Across the records below, report how many lines include the word "Duration", stating the number alone.
***** Record excerpts *****
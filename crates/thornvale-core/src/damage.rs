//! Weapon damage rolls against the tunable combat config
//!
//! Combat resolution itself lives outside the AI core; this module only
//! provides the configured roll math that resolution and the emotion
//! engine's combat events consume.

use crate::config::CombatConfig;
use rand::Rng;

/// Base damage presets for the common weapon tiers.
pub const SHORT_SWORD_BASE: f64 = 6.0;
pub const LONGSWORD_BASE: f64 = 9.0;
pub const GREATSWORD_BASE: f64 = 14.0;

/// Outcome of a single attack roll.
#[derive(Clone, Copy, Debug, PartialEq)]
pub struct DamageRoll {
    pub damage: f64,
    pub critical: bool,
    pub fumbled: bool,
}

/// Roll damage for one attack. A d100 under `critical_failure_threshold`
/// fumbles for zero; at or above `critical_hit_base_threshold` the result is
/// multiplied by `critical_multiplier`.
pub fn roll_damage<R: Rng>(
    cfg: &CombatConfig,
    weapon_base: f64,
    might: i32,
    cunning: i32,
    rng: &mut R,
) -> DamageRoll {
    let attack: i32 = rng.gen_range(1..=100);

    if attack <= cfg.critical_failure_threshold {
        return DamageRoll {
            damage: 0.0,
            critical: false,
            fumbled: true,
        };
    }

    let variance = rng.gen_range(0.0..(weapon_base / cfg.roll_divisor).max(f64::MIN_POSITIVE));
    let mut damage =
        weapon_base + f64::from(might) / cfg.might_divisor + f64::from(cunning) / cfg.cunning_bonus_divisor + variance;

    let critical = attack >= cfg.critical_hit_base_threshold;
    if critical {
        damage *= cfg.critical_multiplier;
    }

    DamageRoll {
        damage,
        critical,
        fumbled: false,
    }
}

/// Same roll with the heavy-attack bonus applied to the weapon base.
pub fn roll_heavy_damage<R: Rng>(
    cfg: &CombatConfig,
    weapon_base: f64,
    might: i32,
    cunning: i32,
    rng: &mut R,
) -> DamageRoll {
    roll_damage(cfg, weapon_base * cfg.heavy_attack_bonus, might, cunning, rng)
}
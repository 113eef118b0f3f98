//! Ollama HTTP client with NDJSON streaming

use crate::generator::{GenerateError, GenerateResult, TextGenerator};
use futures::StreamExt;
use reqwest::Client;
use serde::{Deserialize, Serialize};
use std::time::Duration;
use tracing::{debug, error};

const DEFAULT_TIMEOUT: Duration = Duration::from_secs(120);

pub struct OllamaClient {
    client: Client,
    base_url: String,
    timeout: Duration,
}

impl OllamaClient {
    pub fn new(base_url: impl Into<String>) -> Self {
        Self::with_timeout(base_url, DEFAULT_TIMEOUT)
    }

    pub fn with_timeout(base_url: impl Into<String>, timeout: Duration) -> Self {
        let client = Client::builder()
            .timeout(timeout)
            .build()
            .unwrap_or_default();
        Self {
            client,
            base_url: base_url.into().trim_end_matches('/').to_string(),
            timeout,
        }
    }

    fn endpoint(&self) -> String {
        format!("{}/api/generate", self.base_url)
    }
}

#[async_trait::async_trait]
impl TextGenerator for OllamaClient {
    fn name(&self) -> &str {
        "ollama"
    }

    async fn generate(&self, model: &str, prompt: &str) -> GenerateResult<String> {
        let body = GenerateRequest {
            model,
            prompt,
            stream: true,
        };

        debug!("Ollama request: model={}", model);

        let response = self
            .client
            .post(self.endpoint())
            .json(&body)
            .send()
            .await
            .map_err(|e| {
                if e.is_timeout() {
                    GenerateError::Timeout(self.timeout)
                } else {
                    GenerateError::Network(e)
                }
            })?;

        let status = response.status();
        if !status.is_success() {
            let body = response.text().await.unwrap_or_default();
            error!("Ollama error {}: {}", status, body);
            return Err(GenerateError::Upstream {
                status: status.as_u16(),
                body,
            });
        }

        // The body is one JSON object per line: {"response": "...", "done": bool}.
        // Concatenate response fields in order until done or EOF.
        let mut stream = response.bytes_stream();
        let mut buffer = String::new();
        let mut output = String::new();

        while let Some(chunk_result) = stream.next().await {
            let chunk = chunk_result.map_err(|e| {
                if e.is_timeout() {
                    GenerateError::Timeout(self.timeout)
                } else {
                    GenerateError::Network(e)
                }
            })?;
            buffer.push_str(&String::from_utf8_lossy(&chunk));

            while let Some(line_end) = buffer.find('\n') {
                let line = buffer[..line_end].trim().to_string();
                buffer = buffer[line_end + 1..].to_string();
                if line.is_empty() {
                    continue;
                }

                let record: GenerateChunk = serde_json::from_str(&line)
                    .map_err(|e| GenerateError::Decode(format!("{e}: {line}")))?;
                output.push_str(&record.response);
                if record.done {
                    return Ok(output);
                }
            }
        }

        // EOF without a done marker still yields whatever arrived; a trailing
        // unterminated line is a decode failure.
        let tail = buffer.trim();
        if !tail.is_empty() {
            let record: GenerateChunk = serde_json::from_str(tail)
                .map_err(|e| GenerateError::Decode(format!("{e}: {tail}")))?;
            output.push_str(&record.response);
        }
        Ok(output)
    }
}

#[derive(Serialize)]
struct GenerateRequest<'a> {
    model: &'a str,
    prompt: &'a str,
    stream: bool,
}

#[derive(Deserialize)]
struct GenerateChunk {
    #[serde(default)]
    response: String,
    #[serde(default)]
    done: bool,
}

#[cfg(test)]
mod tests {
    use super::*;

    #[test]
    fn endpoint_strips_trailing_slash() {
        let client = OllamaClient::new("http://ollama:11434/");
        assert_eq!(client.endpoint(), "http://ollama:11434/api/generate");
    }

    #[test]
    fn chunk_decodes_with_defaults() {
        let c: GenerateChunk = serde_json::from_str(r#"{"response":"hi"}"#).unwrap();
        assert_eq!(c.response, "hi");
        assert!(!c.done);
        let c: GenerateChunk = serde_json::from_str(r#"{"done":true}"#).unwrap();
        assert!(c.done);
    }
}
*****
> Expected output
4